Locate all lines in the data below that hold "FlowConfig" and show them.

════════════════

//! AI flow orchestration
//!
//! Each flow is a strict linear pipeline:
//! validate -> [upstream fetch] -> render -> invoke gateway -> validate output.
//! No stage starts before the previous one has produced its result, and no
//! state survives between invocations.

mod chat;
mod recommend;
pub mod registry;
mod summarize;

pub use registry::{FlowDefinition, FlowEntry, FlowKind, FlowRegistry};

use crate::config::FlowConfig;
use crate::domain::prompts::{PromptTemplates, RenderedPrompt};
use crate::error::Result;
use crate::ports::llm::{GenerationRequest, ModelGatewayPort, ModelResponse};
use crate::ports::transcript::TranscriptFetcherPort;
use std::sync::Arc;

/// Runs the AI flows against a model gateway and a transcript fetcher
pub struct FlowOrchestrator {
    gateway: Arc<dyn ModelGatewayPort>,
    transcripts: Arc<dyn TranscriptFetcherPort>,
    prompts: PromptTemplates,
    config: FlowConfig,
}

impl FlowOrchestrator {
    pub fn new(
        gateway: Arc<dyn ModelGatewayPort>,
        transcripts: Arc<dyn TranscriptFetcherPort>,
        config: FlowConfig,
    ) -> Result<Self> {
        Ok(Self {
            gateway,
            transcripts,
            prompts: PromptTemplates::new()?,
            config,
        })
    }

    pub fn config(&self) -> &FlowConfig {
        &self.config
    }

    /// Request for the configured model carrying the given prompt
    fn request(&self, prompt: RenderedPrompt) -> GenerationRequest {
        GenerationRequest::new(&self.config.model_id, prompt.into_string())
            .with_generation(self.config.temperature, self.config.max_output_tokens)
    }

    async fn invoke(&self, request: GenerationRequest) -> Result<ModelResponse> {
        log::debug!(
            "Invoking {} gateway, prompt is {} characters",
            self.gateway.provider_name(),
            request.prompt.chars().count()
        );
        self.gateway.generate(&request).await
    }
}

════════════════

The completed task:
use crate::config::FlowConfig;
    config: FlowConfig,
        config: FlowConfig,
    pub fn config(&self) -> &FlowConfig {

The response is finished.